Maybe fallbacking to Document API follows KISS principle better in this
case.
On the other hand I bet there will be a lot of people trying to convert
that Document back to Vertex (new OrientVertex(graph, record)), which
isn't kosher as well...
Dne pondělí 14. září 2015 21:46:36 UTC+2 Curtis Stanford napsal(a):
>
> Thank you for the great response. I will try the save() approach. It would
> probably perform better than setting the map again. I was hoping there was
> a way to do this using just the graph API but this will do for now.
>
> A small issue with your code: the Vertex class doesn't have a getRecord()
> method.

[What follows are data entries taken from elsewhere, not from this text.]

//! # Circle Basics
//!
//! Radius, area and circumference from a diameter.
//!
//! ```rust
//! use calc_core::calculations::circle::calculate_circle_basics;
//!
//! let result = calculate_circle_basics(10.0).unwrap();
//! assert!((result.area_mm2 - 78.54).abs() < 0.01);
//! assert!((result.circumference_mm - 31.42).abs() < 0.01);
//! ```

use std::f64::consts::PI;

use log::debug;
use serde::{Deserialize, Serialize};

use crate::equations::registry::Equation;
use crate::errors::{require_positive, require_representable, CalcResult};
use crate::substitution::{num, Substitutions};

/// ## JSON Example
///
/// ```json
/// { "label": "Pin", "diameter_mm": 10.0 }
/// ```
#[derive(Debug, Clone, PartialEq, Serialize, Deserialize)]
pub struct CircleInput {
    #[serde(default)]
    pub label: String,
    /// Diameter D (mm)
    pub diameter_mm: f64,
}

impl CircleInput {
    pub fn validate(&self) -> CalcResult<()> {
        require_positive("diameter_mm", self.diameter_mm)
    }
}

#[derive(Debug, Clone, PartialEq, Serialize, Deserialize)]
pub struct CircleResult {
    pub radius_mm: f64,
    pub area_mm2: f64,
    pub circumference_mm: f64,
    #[serde(flatten)]
    pub substitutions: Substitutions,
}

/// Compute radius, area and circumference for a circle of the given diameter.
pub fn calculate_circle_basics(diameter_mm: f64) -> CalcResult<CircleResult> {
    calculate(&CircleInput {
        label: String::new(),
        diameter_mm,
    })
}

pub fn calculate(input: &CircleInput) -> CalcResult<CircleResult> {
    input.validate()?;
    let d = input.diameter_mm;
    debug!("Circle: D = {} mm", d);

    let mut subs = Substitutions::new();

    let radius_mm = d / 2.0;
    subs.record("radius_mm", Equation::CircleRadius, &format!(r"\frac{{{}}}{{2}}", num(d)), radius_mm, "mm");

    let area_mm2 = PI * (d / 2.0).powi(2);
    require_representable("diameter_mm", d, "Area", area_mm2)?;
    subs.record(
        "area_mm2",
        Equation::CircleArea,
        &format!(r"\pi \left(\frac{{{}}}{{2}}\right)^2", num(d)),
        area_mm2,
        "mm^2",
    );

    let circumference_mm = PI * d;
    subs.record(
        "circumference_mm",
        Equation::CircleCircumference,
        &format!(r"\pi \cdot {}", num(d)),
        circumference_mm,
        "mm",
    );

    Ok(CircleResult {
        radius_mm,
        area_mm2,
        circumference_mm,
        substitutions: subs,
    })
}

#[cfg(test)]
mod tests {
    use super::*;

    #[test]
    fn test_diameter_ten() {
        let result = calculate_circle_basics(10.0).unwrap();
        assert_eq!(result.radius_mm, 5.0);
        assert!((result.area_mm2 - 78.539_816).abs() < 1e-6);
        assert!((result.circumference_mm - 31.415_927).abs() < 1e-6);
        assert_eq!(
            result.substitutions.get("area_mm2").unwrap(),
            r"A = \pi \left(\frac{D}{2}\right)^2 = \pi \left(\frac{10.00}{2}\right)^2 = 78.54 \, \mathrm{mm^2}"
        );
    }

    #[test]
    fn test_rejects_bad_diameter() {
        for d in [0.0, -1.0, f64::NAN, f64::INFINITY] {
            let err = calculate_circle_basics(d).unwrap_err();
            assert_eq!(err.field(), "diameter_mm");
        }
    }

    #[test]
    fn test_area_overflow_rejected() {
        let err = calculate_circle_basics(1e200).unwrap_err();
        assert_eq!(err.field(), "diameter_mm");
        assert!(err.reason().starts_with("Area"));
    }
}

You have to cast it to an OrientVertex.
>
> Curtis
>
> On Monday, September 14, 2015 at 12:21:12 PM UTC-6, Jan Plaček wrote:
>>
>> "Going into the orient-specific API and getting the underlying record
>> works but changing the map on the record doesn't save the changes at
>> transaction's end."
>>
>> That is interesting, at first I thought that the returned map itself
>> probably isn't "managed", that it is a copy of some internal LINKMAP
>> strucutre ... this way it would make sense that changes are not propagated
>> and re-seting the field with updated map is necessary.

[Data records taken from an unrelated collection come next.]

//! NEC Conductor Tables
//!
//! - Ampacities: NEC Table 310.16 (not more than three current-carrying
//!   conductors in raceway, cable or earth, 30 °C ambient)
//! - Ambient correction: Table 310.15(B)(1)
//! - Adjustment for more than three conductors: Table 310.15(C)(1)
//! - Small conductor overcurrent limits: 240.4(D)
//! - Conductor areas: Chapter 9, Table 8

use serde::{Deserialize, Serialize};

use crate::errors::{CalcError, CalcResult};

/// Conductor metal
#[derive(Debug, Clone, Copy, PartialEq, Eq, Hash, Serialize, Deserialize)]
pub enum ConductorMaterial {
    Copper,
    Aluminum,
}

impl ConductorMaterial {
    /// Resistivity constant K (Ω·cmil/ft) for voltage drop at 75 °C
    pub fn resistivity_k(&self) -> f64 {
        match self {
            ConductorMaterial::Copper => 12.9,
            ConductorMaterial::Aluminum => 21.2,
        }
    }

    pub fn display_name(&self) -> &'static str {
        match self {
            ConductorMaterial::Copper => "Copper",
            ConductorMaterial::Aluminum => "Aluminum",
        }
    }
}

/// Insulation temperature rating column of Table 310.16
#[derive(Debug, Clone, Copy, PartialEq, Eq, Hash, Serialize, Deserialize)]
pub enum InsulationRating {
    /// 60 °C (TW, UF)
    #[serde(rename = "60C")]
    C60,
    /// 75 °C (THW, THWN, XHHW, USE)
    #[serde(rename = "75C")]
    C75,
    /// 90 °C (THHN, XHHW-2, THWN-2)
    #[serde(rename = "90C")]
    C90,
}

impl InsulationRating {
    pub fn celsius(&self) -> f64 {
        match self {
            InsulationRating::C60 => 60.0,
            InsulationRating::C75 => 75.0,
            InsulationRating::C90 => 90.0,
        }
    }

    fn column(&self) -> usize {
        match self {
            InsulationRating::C60 => 0,
            InsulationRating::C75 => 1,
            InsulationRating::C90 => 2,
        }
    }
}

/// Conductor size, AWG or kcmil
#[derive(Debug, Clone, Copy, PartialEq, Eq, Hash, PartialOrd, Ord, Serialize, Deserialize)]
pub enum WireSize {
    #[serde(rename = "14 AWG")]
    Awg14,
    #[serde(rename = "12 AWG")]
    Awg12,
    #[serde(rename = "10 AWG")]
    Awg10,
    #[serde(rename = "8 AWG")]
    Awg8,
    #[serde(rename = "6 AWG")]
    Awg6,
    #[serde(rename = "4 AWG")]
    Awg4,
    #[serde(rename = "3 AWG")]
    Awg3,
    #[serde(rename = "2 AWG")]
    Awg2,
    #[serde(rename = "1 AWG")]
    Awg1,
    #[serde(rename = "1/0 AWG")]
    Awg1_0,
    #[serde(rename = "2/0 AWG")]
    Awg2_0,
    #[serde(rename = "3/0 AWG")]
    Awg3_0,
    #[serde(rename = "4/0 AWG")]
    Awg4_0,
    #[serde(rename = "250 kcmil")]
    Kcmil250,
    #[serde(rename = "300 kcmil")]
    Kcmil300,
    #[serde(rename = "350 kcmil")]
    Kcmil350,
    #[serde(rename = "400 kcmil")]
    Kcmil400,
    #[serde(rename = "500 kcmil")]
    Kcmil500,
    #[serde(rename = "600 kcmil")]
    Kcmil600,
}

/// One row of Table 310.16: ampacity by [Cu 60, Cu 75, Cu 90, Al 60, Al 75, Al 90].
/// 14 AWG aluminum is not listed.
struct AmpacityRow {
    size: WireSize,
    circular_mils: f64,
    ampacity: [Option<u16>; 6],
}

const fn row(size: WireSize, circular_mils: f64, ampacity: [Option<u16>; 6]) -> AmpacityRow {
    AmpacityRow {
        size,
        circular_mils,
        ampacity,
    }
}

static AMPACITY_TABLE: &[AmpacityRow] = &[
    row(WireSize::Awg14, 4_110.0, [Some(15), Some(20), Some(25), None, None, None]),
    row(WireSize::Awg12, 6_530.0, [Some(20), Some(25), Some(30), Some(15), Some(20), Some(25)]),
    row(WireSize::Awg10, 10_380.0, [Some(30), Some(35), Some(40), Some(25), Some(30), Some(35)]),
    row(WireSize::Awg8, 16_510.0, [Some(40), Some(50), Some(55), Some(35), Some(40), Some(45)]),
    row(WireSize::Awg6, 26_240.0, [Some(55), Some(65), Some(75), Some(40), Some(50), Some(55)]),
    row(WireSize::Awg4, 41_740.0, [Some(70), Some(85), Some(95), Some(55), Some(65), Some(75)]),
    row(WireSize::Awg3, 52_620.0, [Some(85), Some(100), Some(115), Some(65), Some(75), Some(85)]),
    row(WireSize::Awg2, 66_360.0, [Some(95), Some(115), Some(130), Some(75), Some(90), Some(100)]),
    row(WireSize::Awg1, 83_690.0, [Some(110), Some(130), Some(145), Some(85), Some(100), Some(115)]),
    row(WireSize::Awg1_0, 105_600.0, [Some(125), Some(150), Some(170), Some(100), Some(120), Some(135)]),
    row(WireSize::Awg2_0, 133_100.0, [Some(145), Some(175), Some(195), Some(115), Some(135), Some(150)]),
    row(WireSize::Awg3_0, 167_800.0, [Some(165), Some(200), Some(225), Some(130), Some(155), Some(175)]),
    row(WireSize::Awg4_0, 211_600.0, [Some(195), Some(230), Some(260), Some(150), Some(180), Some(205)]),
    row(WireSize::Kcmil250, 250_000.0, [Some(215), Some(255), Some(290), Some(170), Some(205), Some(230)]),
    row(WireSize::Kcmil300, 300_000.0, [Some(240), Some(285), Some(320), Some(195), Some(230), Some(260)]),
    row(WireSize::Kcmil350, 350_000.0, [Some(260), Some(310), Some(350), Some(210), Some(250), Some(280)]),
    row(WireSize::Kcmil400, 400_000.0, [Some(280), Some(335), Some(380), Some(225), Some(270), Some(305)]),
    row(WireSize::Kcmil500, 500_000.0, [Some(320), Some(380), Some(430), Some(260), Some(310), Some(350)]),
    row(WireSize::Kcmil600, 600_000.0, [Some(350), Some(420), Some(475), Some(285), Some(340), Some(385)]),
];

/// mm² per circular mil
const MM2_PER_CMIL: f64 = 5.067_075e-4;

impl WireSize {
    /// Every tabulated size, smallest first
    pub fn all() -> impl Iterator<Item = WireSize> {
        AMPACITY_TABLE.iter().map(|r| r.size)
    }

    fn row(&self) -> &'static AmpacityRow {
        // Table is ordered by enum discriminant
        &AMPACITY_TABLE[*self as usize]
    }

    /// Designation, e.g. "2/0 AWG"
    pub fn label(&self) -> &'static str {
        match self {
            WireSize::Awg14 => "14 AWG",
            WireSize::Awg12 => "12 AWG",
            WireSize::Awg10 => "10 AWG",
            WireSize::Awg8 => "8 AWG",
            WireSize::Awg6 => "6 AWG",
            WireSize::Awg4 => "4 AWG",
            WireSize::Awg3 => "3 AWG",
            WireSize::Awg2 => "2 AWG",
            WireSize::Awg1 => "1 AWG",
            WireSize::Awg1_0 => "1/0 AWG",
            WireSize::Awg2_0 => "2/0 AWG",
            WireSize::Awg3_0 => "3/0 AWG",
            WireSize::Awg4_0 => "4/0 AWG",
            WireSize::Kcmil250 => "250 kcmil",
            WireSize::Kcmil300 => "300 kcmil",
            WireSize::Kcmil350 => "350 kcmil",
            WireSize::Kcmil400 => "400 kcmil",
            WireSize::Kcmil500 => "500 kcmil",
            WireSize::Kcmil600 => "600 kcmil",
        }
    }

    /// Conductor area (circular mils)
    pub fn circular_mils(&self) -> f64 {
        self.row().circular_mils
    }

    /// Conductor area (mm²)
    pub fn area_mm2(&self) -> f64 {
        self.circular_mils() * MM2_PER_CMIL
    }

    /// Table 310.16 ampacity, or None when the size is not listed for the metal
    pub fn ampacity(&self, material: ConductorMaterial, rating: InsulationRating) -> Option<f64> {
        let offset = match material {
            ConductorMaterial::Copper => 0,
            ConductorMaterial::Aluminum => 3,
        };
        self.row().ampacity[offset + rating.column()].map(f64::from)
    }

    /// Overcurrent limit for small conductors per 240.4(D), if any
    pub fn small_conductor_limit(&self, material: ConductorMaterial) -> Option<f64> {
        match (material, self) {
            (ConductorMaterial::Copper, WireSize::Awg14) => Some(15.0),
            (ConductorMaterial::Copper, WireSize::Awg12) => Some(20.0),
            (ConductorMaterial::Copper, WireSize::Awg10) => Some(30.0),
            (ConductorMaterial::Aluminum, WireSize::Awg12) => Some(15.0),
            (ConductorMaterial::Aluminum, WireSize::Awg10) => Some(25.0),
            _ => None,
        }
    }
}

/// Ambient temperature correction rows: (upper bound °C, [60 °C, 75 °C, 90 °C])
static AMBIENT_CORRECTION: &[(f64, [Option<f64>; 3])] = &[
    (10.0, [Some(1.29), Some(1.20), Some(1.15)]),
    (15.0, [Some(1.22), Some(1.15), Some(1.12)]),
    (20.0, [Some(1.15), Some(1.11), Some(1.08)]),
    (25.0, [Some(1.08), Some(1.05), Some(1.04)]),
    (30.0, [Some(1.00), Some(1.00), Some(1.00)]),
    (35.0, [Some(0.91), Some(0.94), Some(0.96)]),
    (40.0, [Some(0.82), Some(0.88), Some(0.91)]),
    (45.0, [Some(0.71), Some(0.82), Some(0.87)]),
    (50.0, [Some(0.58), Some(0.75), Some(0.82)]),
    (55.0, [Some(0.41), Some(0.67), Some(0.76)]),
    (60.0, [None, Some(0.58), Some(0.71)]),
    (65.0, [None, Some(0.47), Some(0.65)]),
    (70.0, [None, Some(0.33), Some(0.58)]),
    (75.0, [None, None, Some(0.50)]),
    (80.0, [None, None, Some(0.41)]),
    (85.0, [None, None, Some(0.29)]),
];

/// Ambient temperature correction factor, Table 310.15(B)(1).
///
/// Fails when the ambient is at or beyond what the insulation tolerates.
pub fn ambient_correction_factor(ambient_c: f64, rating: InsulationRating) -> CalcResult<f64> {
    AMBIENT_CORRECTION
        .iter()
        .find(|(upper, _)| ambient_c <= *upper)
        .and_then(|(_, factors)| factors[rating.column()])
        .ok_or_else(|| {
            CalcError::out_of_range(
                "ambient_temp_c",
                ambient_c,
                format!(
                    "Ambient exceeds the range tabulated for {} °C insulation",
                    rating.celsius()
                ),
            )
        })
}

/// Adjustment factor for more than three current-carrying conductors,
/// Table 310.15(C)(1).
pub fn conductor_count_adjustment(count: u32) -> f64 {
    match count {
        0..=3 => 1.0,
        4..=6 => 0.80,
        7..=9 => 0.70,
        10..=20 => 0.50,
        21..=30 => 0.45,
        31..=40 => 0.40,
        _ => 0.35,
    }
}

#[cfg(test)]
mod tests {
    use super::*;

    #[test]
    fn test_table_order_matches_enum() {
        for (i, size) in WireSize::all().enumerate() {
            assert_eq!(size as usize, i);
        }
    }

    #[test]
    fn test_known_ampacities() {
        assert_eq!(WireSize::Awg12.ampacity(ConductorMaterial::Copper, InsulationRating::C75), Some(25.0));
        assert_eq!(WireSize::Awg4_0.ampacity(ConductorMaterial::Aluminum, InsulationRating::C75), Some(180.0));
        assert_eq!(WireSize::Awg14.ampacity(ConductorMaterial::Aluminum, InsulationRating::C90), None);
    }

    #[test]
    fn test_ampacity_monotonic() {
        for material in [ConductorMaterial::Copper, ConductorMaterial::Aluminum] {
            for rating in [InsulationRating::C60, InsulationRating::C75, InsulationRating::C90] {
                let values: Vec<f64> = WireSize::all().filter_map(|s| s.ampacity(material, rating)).collect();
                assert!(values.windows(2).all(|w| w[0] < w[1]), "{:?} {:?}", material, rating);
            }
        }
    }

    #[test]
    fn test_ambient_correction() {
        assert_eq!(ambient_correction_factor(30.0, InsulationRating::C75).unwrap(), 1.0);
        assert_eq!(ambient_correction_factor(40.0, InsulationRating::C90).unwrap(), 0.91);
        assert_eq!(ambient_correction_factor(-5.0, InsulationRating::C60).unwrap(), 1.29);
        assert!(ambient_correction_factor(58.0, InsulationRating::C60).is_err());
        assert!(ambient_correction_factor(90.0, InsulationRating::C90).is_err());
    }

    #[test]
    fn test_conductor_count_adjustment() {
        assert_eq!(conductor_count_adjustment(3), 1.0);
        assert_eq!(conductor_count_adjustment(4), 0.8);
        assert_eq!(conductor_count_adjustment(12), 0.5);
        assert_eq!(conductor_count_adjustment(50), 0.35);
    }

    #[test]
    fn test_area_conversion() {
        // 12 AWG ≈ 3.31 mm²
        assert!((WireSize::Awg12.area_mm2() - 3.31).abs() < 0.01);
    }
}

>> However you will actually obtain instance of ORecordLazyMap:
>>
>> Lazy implementation of LinkedHashMap. It's bound to a source ORecord
>> object to keep track of changes. This avoid to call the makeDirty() by hand
>> when the map is changed.
>>
>> So I tested this and it's all true, the document is dirty, but changes
>> are not commited. Why?
>>
>> WHEN WORKING WITH DOCUMENT API YOU HAVE TO EXPLICITELY CALL
>> ODocument.save()
>>
>> Here is an example:
>>
>> Vertex v = graph.getVertex("#x:y");
>> Map<String, ORecord> map = v.getRecord().field("linkMap", OType.LINKMAP);
>> map.remove("v1");
>> v.getRecord().save();
>> graph.shutdown(); // or graph.commit();
>>
>> UPDATE:
>> I updated the example so that map entry is a type of ORecord intead of
>> Vertex (ODocument is also an option in our case)
>> Even though the example worked with Vertex, it will produce exception
>> later, when accessing that entry.